> [TASK GOAL]: Please return the whole listing exactly.

+++ DATA RECORDS

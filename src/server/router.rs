//! Route table of the API

use super::handlers::{collections, companies, employees, root};
use super::host::AppState;
use crate::core::error::{Result, RoutineError};
use axum::Router;
use axum::http::HeaderValue;
use axum::http::header::CACHE_CONTROL;
use axum::routing::{get, post};
use tower_http::set_header::SetResponseHeaderLayer;
use tower_http::trace::TraceLayer;

/// Build every route of the API
///
/// - GET /api - Root links
/// - GET|HEAD|POST|OPTIONS /api/companies - List, create, describe companies
/// - GET|DELETE /api/companies/{company_id} - One company
/// - POST /api/companycollections - Create several companies
/// - GET /api/companycollections/({ids}) - Several companies by id
/// - GET|POST|OPTIONS /api/companies/{company_id}/employees - Employees of a company
/// - GET|PUT|PATCH|DELETE /api/companies/{company_id}/employees/{employee_id} - One employee
///
/// Employee responses carry a public `Cache-Control` header with the
/// configured max-age.
pub fn build_routes(state: AppState) -> Result<Router> {
    let max_age = state.config.caching.employees_max_age_secs;
    let cache_control = HeaderValue::from_str(&format!("public, max-age={}", max_age))
        .map_err(|e| RoutineError::Internal(e.to_string()))?;

    let company_routes = Router::new()
        .route("/api", get(root::get_root))
        .route(
            "/api/companies",
            get(companies::get_companies)
                .post(companies::create_company)
                .options(companies::companies_options),
        )
        .route(
            "/api/companies/{company_id}",
            get(companies::get_company).delete(companies::delete_company),
        )
        .route(
            "/api/companycollections",
            post(collections::create_company_collection),
        )
        .route(
            "/api/companycollections/{ids}",
            get(collections::get_company_collection),
        );

    let employee_routes = Router::new()
        .route(
            "/api/companies/{company_id}/employees",
            get(employees::get_employees)
                .post(employees::create_employee)
                .options(employees::employees_options),
        )
        .route(
            "/api/companies/{company_id}/employees/{employee_id}",
            get(employees::get_employee)
                .put(employees::update_employee)
                .patch(employees::partially_update_employee)
                .delete(employees::delete_employee),
        )
        .layer(SetResponseHeaderLayer::if_not_present(
            CACHE_CONTROL,
            cache_control,
        ));

    Ok(company_routes
        .merge(employee_routes)
        .layer(TraceLayer::new_for_http())
        .with_state(state))
}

++++++

> [RESULT]:
filename src/server/router.rs
//! Route table of the API

use super::handlers::{collections, companies, employees, root};
use super::host::AppState;
use crate::core::error::{Result, RoutineError};
use axum::Router;
use axum::http::HeaderValue;
use axum::http::header::CACHE_CONTROL;
use axum::routing::{get, post};
use tower_http::set_header::SetResponseHeaderLayer;
use tower_http::trace::TraceLayer;

/// Build every route of the API
///
/// - GET /api - Root links
/// - GET|HEAD|POST|OPTIONS /api/companies - List, create, describe companies
/// - GET|DELETE /api/companies/{company_id} - One company
/// - POST /api/companycollections - Create several companies
/// - GET /api/companycollections/({ids}) - Several companies by id
/// - GET|POST|OPTIONS /api/companies/{company_id}/employees - Employees of a company
/// - GET|PUT|PATCH|DELETE /api/companies/{company_id}/employees/{employee_id} - One employee
///
/// Employee responses carry a public `Cache-Control` header with the
/// configured max-age.
pub fn build_routes(state: AppState) -> Result<Router> {
    let max_age = state.config.caching.employees_max_age_secs;
    let cache_control = HeaderValue::from_str(&format!("public, max-age={}", max_age))
        .map_err(|e| RoutineError::Internal(e.to_string()))?;

    let company_routes = Router::new()
        .route("/api", get(root::get_root))
        .route(
            "/api/companies",
            get(companies::get_companies)
                .post(companies::create_company)
                .options(companies::companies_options),
        )
        .route(
            "/api/companies/{company_id}",
            get(companies::get_company).delete(companies::delete_company),
        )
        .route(
            "/api/companycollections",
            post(collections::create_company_collection),
        )
        .route(
            "/api/companycollections/{ids}",
            get(collections::get_company_collection),
        );

    let employee_routes = Router::new()
        .route(
            "/api/companies/{company_id}/employees",
            get(employees::get_employees)
                .post(employees::create_employee)
                .options(employees::employees_options),
        )
        .route(
            "/api/companies/{company_id}/employees/{employee_id}",
            get(employees::get_employee)
                .put(employees::update_employee)
                .patch(employees::partially_update_employee)
                .delete(employees::delete_employee),
        )
        .layer(SetResponseHeaderLayer::if_not_present(
            CACHE_CONTROL,
            cache_control,
        ));

    Ok(company_routes
        .merge(employee_routes)
        .layer(TraceLayer::new_for_http())
        .with_state(state))
}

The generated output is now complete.